Task requirements:
All the entries, exactly as they read, must be written out again.

Available records:
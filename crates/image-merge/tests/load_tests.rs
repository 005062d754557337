mod common;

use common::{write_pdf, write_png};
use image_merge::constants::DEFAULT_PDF_DPI;
use image_merge::*;
use tempfile::TempDir;

fn labels(report: &LoadReport) -> Vec<&str> {
    report.items.iter().map(|item| item.label.as_str()).collect()
}

#[test]
fn test_load_single_image() {
    let dir = TempDir::new().unwrap();
    let path = write_png(dir.path(), "red square.png", 10, 10, [255, 0, 0, 255]);

    let report = SourceLoader::without_pdf(DEFAULT_PDF_DPI).load(&[path]);

    assert_eq!(report.items.len(), 1);
    assert_eq!(report.items[0].label, "red square");
    assert_eq!(report.items[0].image.dimensions(), (10, 10));
    assert!(report.skipped.is_empty());
}

#[test]
fn test_load_skips_missing() {
    let report = load_images(&["/nonexistent/path.png"], DEFAULT_PDF_DPI);

    assert!(report.items.is_empty());
    assert_eq!(report.skipped.len(), 1);
    assert!(matches!(report.skipped[0].error, LoadError::Missing));
}

#[test]
fn test_load_multiple_preserves_order() {
    let dir = TempDir::new().unwrap();
    let b = write_png(dir.path(), "b.png", 20, 20, [0, 255, 0, 255]);
    let a = write_png(dir.path(), "a.png", 10, 10, [255, 0, 0, 255]);

    let report = SourceLoader::without_pdf(DEFAULT_PDF_DPI).load(&[b, a]);

    assert_eq!(labels(&report), vec!["b", "a"]);
    assert_eq!(report.items[0].image.dimensions(), (20, 20));
    assert_eq!(report.items[1].image.dimensions(), (10, 10));
}

#[test]
fn test_load_converts_to_rgba() {
    let dir = TempDir::new().unwrap();
    let path = dir.path().join("rgb.jpg");
    image::RgbImage::from_pixel(8, 4, image::Rgb([200, 100, 50]))
        .save(&path)
        .unwrap();

    let report = SourceLoader::without_pdf(DEFAULT_PDF_DPI).load(&[&path]);

    assert_eq!(report.items.len(), 1);
    let pixel = report.items[0].image.get_pixel(0, 0);
    assert_eq!(pixel[3], 255);
}

#[test]
fn test_load_skips_corrupt_image_and_continues() {
    let dir = TempDir::new().unwrap();
    let broken = dir.path().join("broken.png");
    std::fs::write(&broken, b"definitely not a png").unwrap();
    let good = write_png(dir.path(), "good.png", 5, 5, [0, 0, 0, 255]);

    let report = SourceLoader::without_pdf(DEFAULT_PDF_DPI).load(&[broken, good]);

    assert_eq!(labels(&report), vec!["good"]);
    assert_eq!(report.skipped.len(), 1);
    assert!(report.skipped[0].path.ends_with("broken.png"));
}

#[test]
fn test_load_skips_unsupported_extension() {
    let dir = TempDir::new().unwrap();
    let notes = dir.path().join("notes.txt");
    std::fs::write(&notes, b"hello").unwrap();

    let report = SourceLoader::without_pdf(DEFAULT_PDF_DPI).load(&[notes]);

    assert!(report.items.is_empty());
    assert!(matches!(
        &report.skipped[0].error,
        LoadError::Unsupported(ext) if ext == "txt"
    ));
}

#[test]
fn test_load_uppercase_extension() {
    let dir = TempDir::new().unwrap();
    let path = write_png(dir.path(), "SHOUT.PNG", 3, 3, [0, 0, 0, 255]);

    let report = SourceLoader::without_pdf(DEFAULT_PDF_DPI).load(&[path]);

    assert_eq!(labels(&report), vec!["SHOUT"]);
}

#[test]
fn test_pdf_without_backend_contributes_nothing() {
    let dir = TempDir::new().unwrap();
    let pdf = write_pdf(dir.path(), "doc.pdf", 2);

    let loader = SourceLoader::without_pdf(DEFAULT_PDF_DPI);
    let report = loader.load(&[pdf]);

    assert!(!loader.pdf_available());
    assert!(report.items.is_empty());
    assert!(matches!(
        report.skipped[0].error,
        LoadError::PdfBackendUnavailable
    ));
}

#[test]
fn test_load_pdf_single_page() {
    let dir = TempDir::new().unwrap();
    let pdf = write_pdf(dir.path(), "single.pdf", 1);

    let loader = SourceLoader::new(DEFAULT_PDF_DPI);
    if !loader.pdf_available() {
        eprintln!("pdfium not available, skipping");
        return;
    }
    let report = loader.load(&[pdf]);

    assert_eq!(labels(&report), vec!["single"]);
    let (width, height) = report.items[0].image.dimensions();
    // 100pt at 150 DPI is about 208px
    assert!((207..=209).contains(&width));
    assert!((207..=209).contains(&height));
}

#[test]
fn test_load_pdf_pages_are_numbered() {
    let dir = TempDir::new().unwrap();
    let pdf = write_pdf(dir.path(), "pages.pdf", 2);

    let loader = SourceLoader::new(DEFAULT_PDF_DPI);
    if !loader.pdf_available() {
        eprintln!("pdfium not available, skipping");
        return;
    }
    let report = loader.load(&[pdf]);

    assert_eq!(labels(&report), vec!["pages (1)", "pages (2)"]);
}

#[test]
fn test_pdf_pages_stay_contiguous() {
    let dir = TempDir::new().unwrap();
    let first = write_png(dir.path(), "first.png", 10, 10, [255, 0, 0, 255]);
    let pdf = write_pdf(dir.path(), "middle.pdf", 2);
    let last = write_png(dir.path(), "last.png", 10, 10, [0, 0, 255, 255]);

    let loader = SourceLoader::new(DEFAULT_PDF_DPI);
    if !loader.pdf_available() {
        eprintln!("pdfium not available, skipping");
        return;
    }
    let report = loader.load(&[first, pdf, last]);

    assert_eq!(
        labels(&report),
        vec!["first", "middle (1)", "middle (2)", "last"]
    );
}

#[test]
fn test_corrupt_pdf_contributes_nothing() {
    let dir = TempDir::new().unwrap();
    let broken = dir.path().join("broken.pdf");
    std::fs::write(&broken, b"%PDF-1.4 garbage").unwrap();

    let report = SourceLoader::new(DEFAULT_PDF_DPI).load(&[broken]);

    assert!(report.items.is_empty());
    assert_eq!(report.skipped.len(), 1);
}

Written answer:
filename crates/image-merge/tests/load_tests.rs
repository 005062d754557337
mod common;

use common::{write_pdf, write_png};
use image_merge::constants::DEFAULT_PDF_DPI;
use image_merge::*;
use tempfile::TempDir;

fn labels(report: &LoadReport) -> Vec<&str> {
    report.items.iter().map(|item| item.label.as_str()).collect()
}

#[test]
fn test_load_single_image() {
    let dir = TempDir::new().unwrap();
    let path = write_png(dir.path(), "red square.png", 10, 10, [255, 0, 0, 255]);

    let report = SourceLoader::without_pdf(DEFAULT_PDF_DPI).load(&[path]);

    assert_eq!(report.items.len(), 1);
    assert_eq!(report.items[0].label, "red square");
    assert_eq!(report.items[0].image.dimensions(), (10, 10));
    assert!(report.skipped.is_empty());
}

#[test]
fn test_load_skips_missing() {
    let report = load_images(&["/nonexistent/path.png"], DEFAULT_PDF_DPI);

    assert!(report.items.is_empty());
    assert_eq!(report.skipped.len(), 1);
    assert!(matches!(report.skipped[0].error, LoadError::Missing));
}

#[test]
fn test_load_multiple_preserves_order() {
    let dir = TempDir::new().unwrap();
    let b = write_png(dir.path(), "b.png", 20, 20, [0, 255, 0, 255]);
    let a = write_png(dir.path(), "a.png", 10, 10, [255, 0, 0, 255]);

    let report = SourceLoader::without_pdf(DEFAULT_PDF_DPI).load(&[b, a]);

    assert_eq!(labels(&report), vec!["b", "a"]);
    assert_eq!(report.items[0].image.dimensions(), (20, 20));
    assert_eq!(report.items[1].image.dimensions(), (10, 10));
}

#[test]
fn test_load_converts_to_rgba() {
    let dir = TempDir::new().unwrap();
    let path = dir.path().join("rgb.jpg");
    image::RgbImage::from_pixel(8, 4, image::Rgb([200, 100, 50]))
        .save(&path)
        .unwrap();

    let report = SourceLoader::without_pdf(DEFAULT_PDF_DPI).load(&[&path]);

    assert_eq!(report.items.len(), 1);
    let pixel = report.items[0].image.get_pixel(0, 0);
    assert_eq!(pixel[3], 255);
}

#[test]
fn test_load_skips_corrupt_image_and_continues() {
    let dir = TempDir::new().unwrap();
    let broken = dir.path().join("broken.png");
    std::fs::write(&broken, b"definitely not a png").unwrap();
    let good = write_png(dir.path(), "good.png", 5, 5, [0, 0, 0, 255]);

    let report = SourceLoader::without_pdf(DEFAULT_PDF_DPI).load(&[broken, good]);

    assert_eq!(labels(&report), vec!["good"]);
    assert_eq!(report.skipped.len(), 1);
    assert!(report.skipped[0].path.ends_with("broken.png"));
}

#[test]
fn test_load_skips_unsupported_extension() {
    let dir = TempDir::new().unwrap();
    let notes = dir.path().join("notes.txt");
    std::fs::write(&notes, b"hello").unwrap();

    let report = SourceLoader::without_pdf(DEFAULT_PDF_DPI).load(&[notes]);

    assert!(report.items.is_empty());
    assert!(matches!(
        &report.skipped[0].error,
        LoadError::Unsupported(ext) if ext == "txt"
    ));
}

#[test]
fn test_load_uppercase_extension() {
    let dir = TempDir::new().unwrap();
    let path = write_png(dir.path(), "SHOUT.PNG", 3, 3, [0, 0, 0, 255]);

    let report = SourceLoader::without_pdf(DEFAULT_PDF_DPI).load(&[path]);

    assert_eq!(labels(&report), vec!["SHOUT"]);
}

#[test]
fn test_pdf_without_backend_contributes_nothing() {
    let dir = TempDir::new().unwrap();
    let pdf = write_pdf(dir.path(), "doc.pdf", 2);

    let loader = SourceLoader::without_pdf(DEFAULT_PDF_DPI);
    let report = loader.load(&[pdf]);

    assert!(!loader.pdf_available());
    assert!(report.items.is_empty());
    assert!(matches!(
        report.skipped[0].error,
        LoadError::PdfBackendUnavailable
    ));
}

#[test]
fn test_load_pdf_single_page() {
    let dir = TempDir::new().unwrap();
    let pdf = write_pdf(dir.path(), "single.pdf", 1);

    let loader = SourceLoader::new(DEFAULT_PDF_DPI);
    if !loader.pdf_available() {
        eprintln!("pdfium not available, skipping");
        return;
    }
    let report = loader.load(&[pdf]);

    assert_eq!(labels(&report), vec!["single"]);
    let (width, height) = report.items[0].image.dimensions();
    // 100pt at 150 DPI is about 208px
    assert!((207..=209).contains(&width));
    assert!((207..=209).contains(&height));
}

#[test]
fn test_load_pdf_pages_are_numbered() {
    let dir = TempDir::new().unwrap();
    let pdf = write_pdf(dir.path(), "pages.pdf", 2);

    let loader = SourceLoader::new(DEFAULT_PDF_DPI);
    if !loader.pdf_available() {
        eprintln!("pdfium not available, skipping");
        return;
    }
    let report = loader.load(&[pdf]);

    assert_eq!(labels(&report), vec!["pages (1)", "pages (2)"]);
}

#[test]
fn test_pdf_pages_stay_contiguous() {
    let dir = TempDir::new().unwrap();
    let first = write_png(dir.path(), "first.png", 10, 10, [255, 0, 0, 255]);
    let pdf = write_pdf(dir.path(), "middle.pdf", 2);
    let last = write_png(dir.path(), "last.png", 10, 10, [0, 0, 255, 255]);

    let loader = SourceLoader::new(DEFAULT_PDF_DPI);
    if !loader.pdf_available() {
        eprintln!("pdfium not available, skipping");
        return;
    }
    let report = loader.load(&[first, pdf, last]);

    assert_eq!(
        labels(&report),
        vec!["first", "middle (1)", "middle (2)", "last"]
    );
}

#[test]
fn test_corrupt_pdf_contributes_nothing() {
    let dir = TempDir::new().unwrap();
    let broken = dir.path().join("broken.pdf");
    std::fs::write(&broken, b"%PDF-1.4 garbage").unwrap();

    let report = SourceLoader::new(DEFAULT_PDF_DPI).load(&[broken]);

    assert!(report.items.is_empty());
    assert_eq!(report.skipped.len(), 1);
}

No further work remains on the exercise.